Assignment: Show every line in the entries below where the word "LuisResponse" appears.

+++ Data listing

//! Async client facade for the Microsoft LUIS natural-language service.
//!
//! The LUIS SDK completes every request through a pair of callbacks
//! (`onSuccess` / `onFailure`), exactly one of which fires exactly once.
//! This crate adapts that contract into ordinary awaitable calls: submit an
//! utterance, await the structured recognition result, then read the top
//! intent and entity values off the retained response.
//!
//! ## Architecture
//!
//! ```text
//! send(text) → Transport (callback SDK) → oneshot → retained LuisResponse
//!                                                    ├─ intent()
//!                                                    └─ entity(type)
//! ```
//!
//! The transport is an injected collaborator behind the [`Transport`] trait;
//! this crate performs no network I/O of its own and adds no retry, timeout,
//! or cancellation logic on top of what the transport provides.

pub mod client;
pub mod error;
pub mod response;
pub mod transport;


// Re-exports for convenience
pub use client::{LuisClient, LuisConfig};
pub use error::{LuisError, Result};
pub use response::{
    DialogState, Entity, EntityResolution, IntentScore, LuisResponse, TopScoringIntent,
};
pub use transport::{OnFailure, OnSuccess, Transport, TransportError};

++++++

Result of the task:
//! send(text) → Transport (callback SDK) → oneshot → retained LuisResponse
    DialogState, Entity, EntityResolution, IntentScore, LuisResponse, TopScoringIntent,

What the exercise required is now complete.